(Stored data)
··········

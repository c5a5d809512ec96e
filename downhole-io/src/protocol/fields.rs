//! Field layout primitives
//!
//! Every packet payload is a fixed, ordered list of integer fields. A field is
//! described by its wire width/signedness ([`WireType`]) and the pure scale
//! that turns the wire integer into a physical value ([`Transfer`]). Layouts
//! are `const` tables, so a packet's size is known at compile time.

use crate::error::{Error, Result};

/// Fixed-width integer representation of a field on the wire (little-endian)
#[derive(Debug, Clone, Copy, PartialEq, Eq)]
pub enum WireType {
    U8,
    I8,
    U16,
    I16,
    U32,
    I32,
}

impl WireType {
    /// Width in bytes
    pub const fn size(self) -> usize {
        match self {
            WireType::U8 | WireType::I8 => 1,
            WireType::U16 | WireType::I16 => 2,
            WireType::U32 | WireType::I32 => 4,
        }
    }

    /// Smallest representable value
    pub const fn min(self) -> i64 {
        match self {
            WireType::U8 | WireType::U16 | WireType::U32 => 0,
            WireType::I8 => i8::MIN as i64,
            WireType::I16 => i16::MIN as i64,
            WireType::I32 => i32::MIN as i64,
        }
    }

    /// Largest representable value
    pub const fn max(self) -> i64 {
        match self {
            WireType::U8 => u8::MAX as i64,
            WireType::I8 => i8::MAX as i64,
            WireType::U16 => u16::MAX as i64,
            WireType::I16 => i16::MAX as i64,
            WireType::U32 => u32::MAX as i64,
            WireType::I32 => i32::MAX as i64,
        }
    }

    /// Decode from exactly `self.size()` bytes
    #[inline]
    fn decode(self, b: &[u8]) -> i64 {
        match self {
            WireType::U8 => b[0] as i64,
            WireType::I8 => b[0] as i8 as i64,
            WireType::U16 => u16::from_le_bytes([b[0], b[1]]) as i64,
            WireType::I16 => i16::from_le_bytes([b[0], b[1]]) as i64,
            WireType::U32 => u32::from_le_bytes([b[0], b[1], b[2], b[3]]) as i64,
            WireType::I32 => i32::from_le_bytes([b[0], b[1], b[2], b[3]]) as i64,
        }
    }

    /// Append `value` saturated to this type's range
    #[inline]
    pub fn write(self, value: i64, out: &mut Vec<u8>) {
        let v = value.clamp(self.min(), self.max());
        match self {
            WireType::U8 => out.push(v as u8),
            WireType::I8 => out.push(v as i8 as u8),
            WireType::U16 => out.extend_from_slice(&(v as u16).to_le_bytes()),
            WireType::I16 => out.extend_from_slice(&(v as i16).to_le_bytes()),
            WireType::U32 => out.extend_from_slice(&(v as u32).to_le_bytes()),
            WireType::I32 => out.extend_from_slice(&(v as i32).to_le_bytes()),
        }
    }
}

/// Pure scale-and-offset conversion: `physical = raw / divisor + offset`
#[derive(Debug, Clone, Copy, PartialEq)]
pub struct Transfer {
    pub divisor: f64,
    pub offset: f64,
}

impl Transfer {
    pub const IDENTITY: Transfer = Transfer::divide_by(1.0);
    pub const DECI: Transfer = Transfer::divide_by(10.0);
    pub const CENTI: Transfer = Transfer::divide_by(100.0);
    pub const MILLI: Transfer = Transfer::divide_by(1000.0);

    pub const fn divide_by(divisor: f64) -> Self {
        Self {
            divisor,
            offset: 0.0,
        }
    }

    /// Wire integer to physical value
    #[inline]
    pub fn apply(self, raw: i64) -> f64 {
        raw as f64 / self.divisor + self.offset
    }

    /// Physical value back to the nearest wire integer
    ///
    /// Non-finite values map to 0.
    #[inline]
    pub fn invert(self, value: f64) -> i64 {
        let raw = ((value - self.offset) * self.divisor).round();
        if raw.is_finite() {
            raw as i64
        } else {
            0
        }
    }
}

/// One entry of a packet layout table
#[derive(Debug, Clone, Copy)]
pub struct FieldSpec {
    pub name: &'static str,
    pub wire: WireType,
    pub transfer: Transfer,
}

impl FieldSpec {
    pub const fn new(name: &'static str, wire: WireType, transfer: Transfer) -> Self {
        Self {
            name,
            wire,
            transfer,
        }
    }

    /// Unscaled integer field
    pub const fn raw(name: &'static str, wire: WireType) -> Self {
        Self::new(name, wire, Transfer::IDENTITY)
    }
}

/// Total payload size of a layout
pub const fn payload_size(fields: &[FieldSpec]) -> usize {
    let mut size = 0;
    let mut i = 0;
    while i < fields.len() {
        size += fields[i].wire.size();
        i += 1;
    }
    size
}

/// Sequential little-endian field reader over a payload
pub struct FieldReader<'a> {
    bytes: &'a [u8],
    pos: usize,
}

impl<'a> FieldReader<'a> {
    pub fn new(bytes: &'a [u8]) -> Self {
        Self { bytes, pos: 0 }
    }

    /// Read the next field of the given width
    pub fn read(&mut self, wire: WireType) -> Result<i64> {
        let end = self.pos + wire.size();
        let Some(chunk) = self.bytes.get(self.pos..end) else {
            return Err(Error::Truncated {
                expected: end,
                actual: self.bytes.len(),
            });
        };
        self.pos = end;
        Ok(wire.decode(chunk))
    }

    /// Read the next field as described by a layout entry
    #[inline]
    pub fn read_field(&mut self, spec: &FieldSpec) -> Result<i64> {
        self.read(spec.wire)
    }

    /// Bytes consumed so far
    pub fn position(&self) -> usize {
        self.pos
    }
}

··········

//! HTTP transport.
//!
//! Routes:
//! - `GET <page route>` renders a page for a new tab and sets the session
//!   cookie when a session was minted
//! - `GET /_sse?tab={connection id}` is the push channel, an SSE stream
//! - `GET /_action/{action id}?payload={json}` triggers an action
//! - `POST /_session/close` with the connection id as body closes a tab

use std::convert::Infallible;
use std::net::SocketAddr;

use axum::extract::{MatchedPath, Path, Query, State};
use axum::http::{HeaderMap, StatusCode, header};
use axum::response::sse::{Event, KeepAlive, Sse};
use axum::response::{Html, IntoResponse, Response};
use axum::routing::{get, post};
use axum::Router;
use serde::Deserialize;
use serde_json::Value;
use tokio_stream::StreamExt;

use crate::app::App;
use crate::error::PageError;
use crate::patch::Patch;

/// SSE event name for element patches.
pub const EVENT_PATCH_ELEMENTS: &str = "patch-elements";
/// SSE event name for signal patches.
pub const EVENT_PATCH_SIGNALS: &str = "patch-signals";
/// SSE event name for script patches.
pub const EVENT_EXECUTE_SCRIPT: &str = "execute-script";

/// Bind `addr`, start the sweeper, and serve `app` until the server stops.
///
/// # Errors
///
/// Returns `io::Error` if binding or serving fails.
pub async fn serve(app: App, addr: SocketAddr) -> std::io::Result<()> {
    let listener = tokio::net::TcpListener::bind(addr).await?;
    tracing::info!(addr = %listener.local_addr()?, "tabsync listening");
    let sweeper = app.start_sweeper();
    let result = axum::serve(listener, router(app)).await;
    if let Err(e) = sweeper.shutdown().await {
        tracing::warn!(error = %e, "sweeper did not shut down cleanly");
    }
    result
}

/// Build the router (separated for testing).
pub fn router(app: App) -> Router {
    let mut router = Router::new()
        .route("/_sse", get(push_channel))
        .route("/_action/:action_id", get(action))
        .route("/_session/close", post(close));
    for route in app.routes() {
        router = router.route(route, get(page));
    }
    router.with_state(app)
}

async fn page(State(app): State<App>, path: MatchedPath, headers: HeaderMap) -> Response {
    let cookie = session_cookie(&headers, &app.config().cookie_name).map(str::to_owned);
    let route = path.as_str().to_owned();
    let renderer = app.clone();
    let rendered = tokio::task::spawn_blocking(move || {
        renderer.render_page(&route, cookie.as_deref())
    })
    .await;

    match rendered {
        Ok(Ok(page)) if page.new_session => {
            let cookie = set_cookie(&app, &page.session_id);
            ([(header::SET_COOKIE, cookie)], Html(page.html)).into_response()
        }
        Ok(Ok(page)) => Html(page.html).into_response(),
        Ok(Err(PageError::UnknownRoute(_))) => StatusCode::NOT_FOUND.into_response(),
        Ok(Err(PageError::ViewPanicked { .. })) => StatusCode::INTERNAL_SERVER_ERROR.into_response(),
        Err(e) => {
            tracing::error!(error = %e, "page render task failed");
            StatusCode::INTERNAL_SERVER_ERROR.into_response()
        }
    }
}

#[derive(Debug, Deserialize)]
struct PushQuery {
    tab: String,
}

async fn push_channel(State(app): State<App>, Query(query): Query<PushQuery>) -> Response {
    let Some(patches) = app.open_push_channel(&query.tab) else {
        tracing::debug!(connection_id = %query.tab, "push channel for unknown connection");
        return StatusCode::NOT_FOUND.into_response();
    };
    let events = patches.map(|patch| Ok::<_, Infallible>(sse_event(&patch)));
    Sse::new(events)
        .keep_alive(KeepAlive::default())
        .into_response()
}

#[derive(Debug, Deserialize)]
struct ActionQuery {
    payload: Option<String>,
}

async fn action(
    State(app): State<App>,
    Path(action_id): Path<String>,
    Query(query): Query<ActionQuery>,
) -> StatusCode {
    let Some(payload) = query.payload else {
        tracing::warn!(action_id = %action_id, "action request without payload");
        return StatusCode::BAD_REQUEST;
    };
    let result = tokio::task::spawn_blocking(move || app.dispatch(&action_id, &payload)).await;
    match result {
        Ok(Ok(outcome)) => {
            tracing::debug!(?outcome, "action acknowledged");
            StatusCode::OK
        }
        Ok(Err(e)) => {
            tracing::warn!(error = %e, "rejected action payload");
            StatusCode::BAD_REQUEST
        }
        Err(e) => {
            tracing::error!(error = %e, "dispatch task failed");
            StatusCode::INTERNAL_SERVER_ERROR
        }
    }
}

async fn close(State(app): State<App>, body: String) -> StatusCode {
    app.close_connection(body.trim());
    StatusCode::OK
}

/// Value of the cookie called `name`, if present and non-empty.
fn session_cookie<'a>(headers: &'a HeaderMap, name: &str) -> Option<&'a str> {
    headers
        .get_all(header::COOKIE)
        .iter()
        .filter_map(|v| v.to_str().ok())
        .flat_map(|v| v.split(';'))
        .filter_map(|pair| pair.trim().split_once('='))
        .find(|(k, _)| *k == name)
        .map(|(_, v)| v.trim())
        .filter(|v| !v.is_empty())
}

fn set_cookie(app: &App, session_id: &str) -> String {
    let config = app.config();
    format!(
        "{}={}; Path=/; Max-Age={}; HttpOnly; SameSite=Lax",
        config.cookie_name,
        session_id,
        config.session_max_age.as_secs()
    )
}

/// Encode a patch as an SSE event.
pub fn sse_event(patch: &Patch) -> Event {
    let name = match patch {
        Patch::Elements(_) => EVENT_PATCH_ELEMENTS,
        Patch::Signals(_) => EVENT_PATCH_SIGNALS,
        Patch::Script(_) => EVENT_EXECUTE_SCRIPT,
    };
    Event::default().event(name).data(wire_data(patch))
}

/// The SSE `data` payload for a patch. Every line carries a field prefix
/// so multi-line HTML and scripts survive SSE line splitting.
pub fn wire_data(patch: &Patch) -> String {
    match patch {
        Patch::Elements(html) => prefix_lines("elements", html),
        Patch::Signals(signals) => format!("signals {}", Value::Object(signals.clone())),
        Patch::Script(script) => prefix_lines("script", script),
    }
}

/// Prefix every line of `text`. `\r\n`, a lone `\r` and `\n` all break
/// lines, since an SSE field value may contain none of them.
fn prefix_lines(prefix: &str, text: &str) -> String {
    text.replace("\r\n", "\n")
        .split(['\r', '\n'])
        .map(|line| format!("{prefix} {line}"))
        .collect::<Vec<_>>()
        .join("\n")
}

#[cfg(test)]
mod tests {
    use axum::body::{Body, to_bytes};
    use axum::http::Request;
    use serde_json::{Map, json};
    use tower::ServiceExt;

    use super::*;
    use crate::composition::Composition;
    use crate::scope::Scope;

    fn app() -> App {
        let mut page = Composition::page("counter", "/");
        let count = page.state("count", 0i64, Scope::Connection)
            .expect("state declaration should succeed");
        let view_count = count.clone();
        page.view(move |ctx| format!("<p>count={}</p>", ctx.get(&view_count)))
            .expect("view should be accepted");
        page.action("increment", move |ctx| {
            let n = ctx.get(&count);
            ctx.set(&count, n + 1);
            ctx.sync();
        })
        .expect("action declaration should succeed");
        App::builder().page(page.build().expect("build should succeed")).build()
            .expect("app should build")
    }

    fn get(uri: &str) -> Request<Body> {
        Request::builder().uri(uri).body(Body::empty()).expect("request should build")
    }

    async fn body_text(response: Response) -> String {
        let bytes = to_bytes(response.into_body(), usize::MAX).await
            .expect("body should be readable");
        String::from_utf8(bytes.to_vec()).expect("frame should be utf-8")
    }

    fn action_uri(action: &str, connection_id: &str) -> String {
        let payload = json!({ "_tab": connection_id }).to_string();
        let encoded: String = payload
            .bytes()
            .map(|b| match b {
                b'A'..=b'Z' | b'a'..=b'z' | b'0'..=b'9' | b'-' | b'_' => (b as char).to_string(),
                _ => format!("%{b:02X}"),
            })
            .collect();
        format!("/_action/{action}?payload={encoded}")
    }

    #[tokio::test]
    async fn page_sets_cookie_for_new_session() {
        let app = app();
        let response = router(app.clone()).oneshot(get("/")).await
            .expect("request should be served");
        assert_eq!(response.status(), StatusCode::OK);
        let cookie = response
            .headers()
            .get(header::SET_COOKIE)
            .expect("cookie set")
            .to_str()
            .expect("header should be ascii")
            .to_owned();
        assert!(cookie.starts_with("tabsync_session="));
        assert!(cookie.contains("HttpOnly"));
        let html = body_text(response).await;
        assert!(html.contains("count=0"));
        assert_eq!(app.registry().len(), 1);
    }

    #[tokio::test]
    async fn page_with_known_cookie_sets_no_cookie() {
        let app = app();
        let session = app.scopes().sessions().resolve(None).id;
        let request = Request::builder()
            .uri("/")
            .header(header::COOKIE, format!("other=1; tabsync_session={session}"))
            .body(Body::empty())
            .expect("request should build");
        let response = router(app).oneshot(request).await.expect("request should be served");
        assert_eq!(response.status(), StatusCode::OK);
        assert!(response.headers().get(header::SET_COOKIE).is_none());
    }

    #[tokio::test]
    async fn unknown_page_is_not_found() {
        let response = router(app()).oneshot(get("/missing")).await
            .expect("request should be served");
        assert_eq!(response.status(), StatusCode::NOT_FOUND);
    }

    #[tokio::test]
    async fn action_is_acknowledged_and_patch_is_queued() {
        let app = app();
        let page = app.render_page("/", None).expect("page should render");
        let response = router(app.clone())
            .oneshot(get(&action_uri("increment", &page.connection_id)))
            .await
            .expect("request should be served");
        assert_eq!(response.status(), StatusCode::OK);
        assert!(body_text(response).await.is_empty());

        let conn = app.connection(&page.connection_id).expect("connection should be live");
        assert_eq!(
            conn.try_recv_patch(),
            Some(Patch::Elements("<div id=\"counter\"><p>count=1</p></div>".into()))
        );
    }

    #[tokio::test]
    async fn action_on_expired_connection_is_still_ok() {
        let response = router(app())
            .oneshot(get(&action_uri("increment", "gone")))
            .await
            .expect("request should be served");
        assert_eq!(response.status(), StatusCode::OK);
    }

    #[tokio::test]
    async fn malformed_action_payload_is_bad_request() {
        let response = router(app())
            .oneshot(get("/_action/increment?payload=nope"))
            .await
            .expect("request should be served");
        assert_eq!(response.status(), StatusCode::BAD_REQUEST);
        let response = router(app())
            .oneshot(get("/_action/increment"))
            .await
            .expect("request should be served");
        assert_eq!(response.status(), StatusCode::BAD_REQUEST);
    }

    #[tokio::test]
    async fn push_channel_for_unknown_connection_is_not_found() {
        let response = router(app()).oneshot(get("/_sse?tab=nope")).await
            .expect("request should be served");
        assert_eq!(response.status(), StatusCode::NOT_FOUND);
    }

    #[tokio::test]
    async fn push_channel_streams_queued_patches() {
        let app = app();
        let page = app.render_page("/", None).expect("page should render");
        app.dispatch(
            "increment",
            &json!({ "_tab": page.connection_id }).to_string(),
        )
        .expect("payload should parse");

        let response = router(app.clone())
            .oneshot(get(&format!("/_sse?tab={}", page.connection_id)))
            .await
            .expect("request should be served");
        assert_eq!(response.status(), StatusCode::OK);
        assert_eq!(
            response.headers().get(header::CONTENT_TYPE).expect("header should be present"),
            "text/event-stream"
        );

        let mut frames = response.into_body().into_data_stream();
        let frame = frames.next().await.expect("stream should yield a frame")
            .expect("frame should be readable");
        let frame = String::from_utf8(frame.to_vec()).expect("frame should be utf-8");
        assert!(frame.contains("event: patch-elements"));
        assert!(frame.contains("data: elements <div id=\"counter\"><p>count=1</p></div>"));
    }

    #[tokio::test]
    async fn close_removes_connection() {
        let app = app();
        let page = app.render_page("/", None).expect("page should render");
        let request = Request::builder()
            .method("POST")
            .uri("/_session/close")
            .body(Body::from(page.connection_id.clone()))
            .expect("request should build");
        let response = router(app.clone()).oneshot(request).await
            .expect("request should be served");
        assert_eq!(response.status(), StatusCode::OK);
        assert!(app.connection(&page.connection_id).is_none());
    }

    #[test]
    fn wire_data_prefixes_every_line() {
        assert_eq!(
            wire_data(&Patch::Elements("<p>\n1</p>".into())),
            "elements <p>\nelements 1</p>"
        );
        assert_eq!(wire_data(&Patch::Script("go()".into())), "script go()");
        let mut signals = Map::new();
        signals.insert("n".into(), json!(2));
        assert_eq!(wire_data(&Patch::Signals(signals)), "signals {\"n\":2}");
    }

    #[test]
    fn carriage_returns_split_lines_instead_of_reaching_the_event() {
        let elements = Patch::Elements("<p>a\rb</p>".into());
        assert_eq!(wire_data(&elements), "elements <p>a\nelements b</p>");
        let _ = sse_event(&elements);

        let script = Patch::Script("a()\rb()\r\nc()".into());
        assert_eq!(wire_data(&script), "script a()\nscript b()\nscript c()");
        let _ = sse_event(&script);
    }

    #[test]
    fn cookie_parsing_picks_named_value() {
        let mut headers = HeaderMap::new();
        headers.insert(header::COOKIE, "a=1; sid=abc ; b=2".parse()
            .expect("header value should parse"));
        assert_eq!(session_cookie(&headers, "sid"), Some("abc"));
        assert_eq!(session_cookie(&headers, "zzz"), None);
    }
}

··········

## Directions for this task
Would you retype exactly the lines above, from the line with "WireType::U8 => b[0]" to the line with "WireType::U32 => u32::from_le_bytes([b[0], b[1], b[2], b[3]])", with both end lines kept and nothing more?

## Solution to this exercise
            WireType::U8 => b[0] as i64,
            WireType::I8 => b[0] as i8 as i64,
            WireType::U16 => u16::from_le_bytes([b[0], b[1]]) as i64,
            WireType::I16 => i16::from_le_bytes([b[0], b[1]]) as i64,
            WireType::U32 => u32::from_le_bytes([b[0], b[1], b[2], b[3]]) as i64,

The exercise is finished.